Nos serments, de Guy-Patrick Sainderichin et Julie Duclos.

Nos serments, de Guy-Patrick Sainderichin et Julie Duclos, d’après La Maman et la Putain, de Jean Eustache. Mise en scène : Julie Duclos.
nossermentsminiUn jeune homme vit avec une femme et en rencontre une autre, il a aussi son amour d’avant, d’avant sa vie d adulte, du moins d’après l’adolescence, mais a-t-il vraiment quitté l adolescence. Il y a aussi le meilleur ami confident presque privilégié, car le seul confident celui pour lequel notre jeune homme, écrivain,  vit et rend compte est son écriture, son œuvre littéraire. Rien de plus basique et banal que cette situation où un homme  vit avec une femme et tombe amoureux d’une autre. Ils tentent toutefois de vivre cette rencontre dune manière différente plus pacifique, moins hystérique.

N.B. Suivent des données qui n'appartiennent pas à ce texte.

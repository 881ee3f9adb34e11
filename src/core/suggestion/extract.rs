//! Splitting a reply into its spoken part and its read-aloud suggestion.
//!
//! Replies are expected to look like `spoken text【suggestion】`. ASCII
//! brackets are accepted as a fallback when no full-width span is present.

pub const FULL_WIDTH_OPEN: char = '【';
pub const FULL_WIDTH_CLOSE: char = '】';
pub const ASCII_OPEN: char = '[';
pub const ASCII_CLOSE: char = ']';

/// Result of [`extract_bracketed`].
#[derive(Debug, Clone, PartialEq, Eq)]
pub struct Extraction {
    /// Reply text with bracketed spans removed
    pub spoken: String,
    /// Interior of the first bracketed span, empty if there is none
    pub suggestion: String,
}

impl Extraction {
    pub fn has_suggestion(&self) -> bool {
        !self.suggestion.is_empty()
    }
}

/// Split `text` into spoken part and suggestion.
///
/// The suggestion is the trimmed interior of the first `【…】` span, or of the
/// first `[…]` span when no full-width span exists. The spoken part is the
/// text with every complete span of either kind removed, trimmed. Without any
/// span the text is returned unchanged with an empty suggestion.
pub fn extract_bracketed(text: &str) -> Extraction {
    let span = first_span(text, FULL_WIDTH_OPEN, FULL_WIDTH_CLOSE)
        .or_else(|| first_span(text, ASCII_OPEN, ASCII_CLOSE));

    let Some(interior) = span else {
        return Extraction {
            spoken: text.to_string(),
            suggestion: String::new(),
        };
    };

    let stripped = strip_spans(text, FULL_WIDTH_OPEN, FULL_WIDTH_CLOSE);
    let stripped = strip_spans(&stripped, ASCII_OPEN, ASCII_CLOSE);

    Extraction {
        spoken: stripped.trim().to_string(),
        suggestion: interior.trim().to_string(),
    }
}

/// Whether `text` already carries a non-empty bracketed suggestion.
pub fn has_bracketed_suggestion(text: &str) -> bool {
    extract_bracketed(text).has_suggestion()
}

fn first_span(text: &str, open: char, close: char) -> Option<&str> {
    let start = text.find(open)? + open.len_utf8();
    let len = text[start..].find(close)?;
    Some(&text[start..start + len])
}

fn strip_spans(text: &str, open: char, close: char) -> String {
    let mut out = String::with_capacity(text.len());
    let mut rest = text;

    while let Some(start) = rest.find(open) {
        let after_open = &rest[start + open.len_utf8()..];
        let Some(len) = after_open.find(close) else {
            break;
        };
        out.push_str(&rest[..start]);
        rest = &after_open[len + close.len_utf8()..];
    }

    out.push_str(rest);
    out
}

Sans jalousie.

Et  cette expérience ne produit rien, sauf l’expérience elle même, celle dont la pièce rend compte, celle dont le livre de cet écrivain rendra compte.

Le tribut au film La Maman et la Putain est payé par des séquences filmées projetées sur un écran; très bien filmées, à la façon des années 70, elles utilisent le travelling sur des personnages en mouvements, qui marchent qui courent. Et le désenchantement est le même, à quarante ans d’écart. Et ça parle, ça discute çà dialogue sans vraiment élaborer. Ça raconte. Une journaliste pose des questions sur le déroulé des événements, sans affect, sans après coup.

Et l’engagement-désengagement amoureux conduit à l’ennui, à ce que les personnages discutent plus qu’ils ne vivent. L’écrivain aura un enfant, ne le reconnaîtra pas. photo

On pense à ces analysants mélancoliques plus dans le verbe que dans l action, plus dans le récit que dans la vivance. Nos personnages sont ils seulement mélancoliques? Ou peut être victimes d’une légèreté infantile adossée à cette euphorie post-68 de ce film  réinterprété et réactualisé par Julie Duclos, sans aucun jugement.

Sinon, une direction d’acteurs aboutie et un rythme soutenant. Et un jeu des acteurs savoureux entre actuel  et distanciation, entre  mauvaise foi et nonchalance, bravo à  Maella Gentil, David Houri, Yahan Lopez,  Magadlena malina et Alix Riemer. Et à Vanessa Larré parfaite, (comme d’habitude!) dans la scène filmée de l’interview du journaliste.